Spaces:

FocusGuard
/

final_test

Sleeping

App Files Files Community

final_test / data_preparation /README.md

Abdelrahman Almatrooshi

Deploy snapshot from main b7a59b11809483dfc959f196f1930240f2662c49

22a6915 about 2 months ago

preview code

raw

history blame contribute delete

4.25 kB

	# data_preparation

	Handles loading, splitting, scaling, and serving the collected dataset for training and evaluation.

	## Links

	- Participant consent form: [Consent document](https://drive.google.com/file/d/1g1Hc764ffljoKrjApD6nmWDCXJGYTR0j/view?usp=drive_link)
	- Dataset (staff access): [Dataset folder](https://drive.google.com/drive/folders/1fwACM6i6uVGFkTlJKSlqVhizzgrHl_gY?usp=sharing)
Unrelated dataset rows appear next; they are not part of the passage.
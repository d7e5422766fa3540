//! RaceService – owns every athlete clock and fans control out to them.
//!
//! Group operations broadcast to all clocks; per-athlete operations target
//! one and silently ignore unknown ids, since a command may arrive for an
//! athlete removed moments earlier. Athletes are fully independent: no
//! operation on one clock ever touches another.

use crate::clock::AthleteClock;
use crate::error::{Result, SimError};
use crate::route::RouteModel;
use crate::time::TimeSource;
use crate::types::{Athlete, AthleteState, RaceStats, RunState};
use log::{debug, info};
use std::collections::HashMap;
use std::sync::Arc;

pub struct RaceService {
    clocks: HashMap<String, AthleteClock>,
    /// Athlete ids in admission order, so snapshots are stable across polls.
    order: Vec<String>,
    route: Option<Arc<RouteModel>>,
    time: Arc<dyn TimeSource>,
    is_running: bool,
    is_paused: bool,
}

impl RaceService {
    pub fn new(time: Arc<dyn TimeSource>) -> Self {
        Self {
            clocks: HashMap::new(),
            order: Vec::new(),
            route: None,
            time,
            is_running: false,
            is_paused: false,
        }
    }

    // -----------------------------------------------------------------------
    // Initialization
    // -----------------------------------------------------------------------

    /// Build and bind one clock per athlete on the shared route.
    ///
    /// Fails as a whole, naming the offending athlete, if any descriptor is
    /// unusable; on success any previous athlete set is discarded.
    pub fn initialize(&mut self, athletes: Vec<Athlete>, route: Arc<RouteModel>) -> Result<()> {
        let mut clocks = HashMap::with_capacity(athletes.len());
        let mut order = Vec::with_capacity(athletes.len());

        for athlete in athletes {
            Self::validate_athlete(&athlete)?;
            if clocks.contains_key(&athlete.id) {
                return Err(SimError::DuplicateAthlete { id: athlete.id });
            }

            let id = athlete.id.clone();
            let mut clock = AthleteClock::new(athlete, self.time.clone());
            clock.bind_route(route.clone());
            order.push(id.clone());
            clocks.insert(id, clock);
        }

        info!(
            "race initialized: {} athletes on a {:.2} km route",
            clocks.len(),
            route.total_distance_km()
        );

        self.clocks = clocks;
        self.order = order;
        self.route = Some(route);
        self.is_running = false;
        self.is_paused = false;
        Ok(())
    }

    fn validate_athlete(athlete: &Athlete) -> Result<()> {
        if let Some(speed) = athlete.base_speed_kmh {
            if !speed.is_finite() || speed <= 0.0 {
                return Err(SimError::InvalidAthlete {
                    id: athlete.id.clone(),
                    source: Box::new(SimError::InvalidSpeed { got: speed }),
                });
            }
        }
        let offset = athlete.initial_distance_km;
        if !offset.is_finite() || offset < 0.0 {
            return Err(SimError::InvalidAthlete {
                id: athlete.id.clone(),
                source: Box::new(SimError::InvalidStartOffset { got: offset }),
            });
        }
        Ok(())
    }

    // -----------------------------------------------------------------------
    // Group control
    // -----------------------------------------------------------------------

    /// Start every athlete from their configured start offset.
    pub fn start(&mut self) -> Result<()> {
        if self.clocks.is_empty() {
            return Err(SimError::NotInitialized);
        }
        for clock in self.clocks.values_mut() {
            clock.start()?;
        }
        self.is_running = true;
        self.is_paused = false;
        Ok(())
    }

    pub fn pause(&mut self) -> Result<()> {
        for clock in self.clocks.values_mut() {
            clock.pause()?;
        }
        self.is_paused = true;
        Ok(())
    }

    pub fn resume(&mut self) -> Result<()> {
        for clock in self.clocks.values_mut() {
            clock.resume()?;
        }
        self.is_paused = false;
        Ok(())
    }

    pub fn stop(&mut self) -> Result<()> {
        for clock in self.clocks.values_mut() {
            clock.stop()?;
        }
        self.is_running = false;
        self.is_paused = false;
        Ok(())
    }

    pub fn reset(&mut self) -> Result<()> {
        for clock in self.clocks.values_mut() {
            clock.reset()?;
        }
        self.is_running = false;
        self.is_paused = false;
        Ok(())
    }

    /// Rebase every athlete onto the new speed. Each keeps the distance
    /// they had at the instant of the change; nobody is forced to a common
    /// position.
    pub fn set_global_speed(&mut self, kmh: f64) -> Result<()> {
        if !kmh.is_finite() || kmh <= 0.0 {
            return Err(SimError::InvalidSpeed { got: kmh });
        }
        for clock in self.clocks.values_mut() {
            clock.set_speed(kmh)?;
        }
        Ok(())
    }

    // -----------------------------------------------------------------------
    // Per-athlete control
    // -----------------------------------------------------------------------

    pub fn pause_athlete(&mut self, id: &str) -> Result<()> {
        match self.clocks.get_mut(id) {
            Some(clock) => clock.pause(),
            None => {
                debug!("ignoring pause for unknown athlete '{}'", id);
                Ok(())
            }
        }
    }

    pub fn resume_athlete(&mut self, id: &str) -> Result<()> {
        match self.clocks.get_mut(id) {
            Some(clock) => clock.resume(),
            None => {
                debug!("ignoring resume for unknown athlete '{}'", id);
                Ok(())
            }
        }
    }

    pub fn stop_athlete(&mut self, id: &str) -> Result<()> {
        match self.clocks.get_mut(id) {
            Some(clock) => clock.stop(),
            None => {
                debug!("ignoring stop for unknown athlete '{}'", id);
                Ok(())
            }
        }
    }

    pub fn set_athlete_speed(&mut self, id: &str, kmh: f64) -> Result<()> {
        // Validate before the lookup so a bad value is rejected the same
        // way whether or not the athlete is still managed.
        if !kmh.is_finite() || kmh <= 0.0 {
            return Err(SimError::InvalidSpeed { got: kmh });
        }
        match self.clocks.get_mut(id) {
            Some(clock) => clock.set_speed(kmh),
            None => {
                debug!("ignoring speed change for unknown athlete '{}'", id);
                Ok(())
            }
        }
    }

    // -----------------------------------------------------------------------
    // Queries
    // -----------------------------------------------------------------------

    /// Snapshot every athlete, in admission order. Each entry is computed as
    /// of the wall clock read at the time of its own computation.
    pub fn all_states(&self) -> Result<Vec<AthleteState>> {
        self.order
            .iter()
            .filter_map(|id| self.clocks.get(id))
            .map(|clock| clock.current_state())
            .collect()
    }

    pub fn athlete_state(&self, id: &str) -> Option<AthleteState> {
        self.clocks.get(id).and_then(|c| c.current_state().ok())
    }

    /// True iff every athlete has finished; vacuously true for an empty set.
    pub fn all_finished(&self) -> bool {
        self.clocks.values().all(|clock| {
            clock
                .current_state()
                .map(|state| state.is_finished)
                .unwrap_or(false)
        })
    }

    pub fn stats(&self) -> RaceStats {
        let mut stats = RaceStats {
            athletes: self.clocks.len(),
            running: 0,
            paused: 0,
            finished: 0,
            total_route_km: self
                .route
                .as_ref()
                .map(|r| r.total_distance_km())
                .unwrap_or(0.0),
        };

        for clock in self.clocks.values() {
            match clock.run_state() {
                RunState::Running => stats.running += 1,
                RunState::Paused => stats.paused += 1,
                RunState::Idle => {}
            }
            if let Ok(state) = clock.current_state() {
                if state.is_finished {
                    stats.finished += 1;
                }
            }
        }

        stats
    }

    pub fn athlete_count(&self) -> usize {
        self.clocks.len()
    }

    /// Convenience cache over the last group-level broadcast; individual
    /// athletes may disagree (e.g. one paused while the group runs).
    pub fn is_running(&self) -> bool {
        self.is_running
    }

    pub fn is_paused(&self) -> bool {
        self.is_paused
    }

    pub fn route(&self) -> Option<&Arc<RouteModel>> {
        self.route.as_ref()
    }
}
	## Data collection protocol

	9 team members each recorded 5-10 minute webcam sessions using a purpose-built tool (`models/collect_features.py`). During recording:

	- Participants simulated focused behaviour (reading, typing) and unfocused behaviour (looking at phone, turning away)
	- Binary labels were annotated in real-time via key presses
	- Sessions were recorded across different rooms, workspaces, and home offices using consumer webcams under varying lighting
	- Real-time quality guidance warned if class balance fell outside 30-70% or if fewer than 10 state transitions occurred
	- An automated post-collection quality report validated minimum duration (120s), sample count (3,000+ frames), balance, and transition frequency

	All participants provided informed consent for their facial landmark data to be used within this coursework project. Raw video frames are never stored; only the 17-dimensional feature vector and binary labels are saved.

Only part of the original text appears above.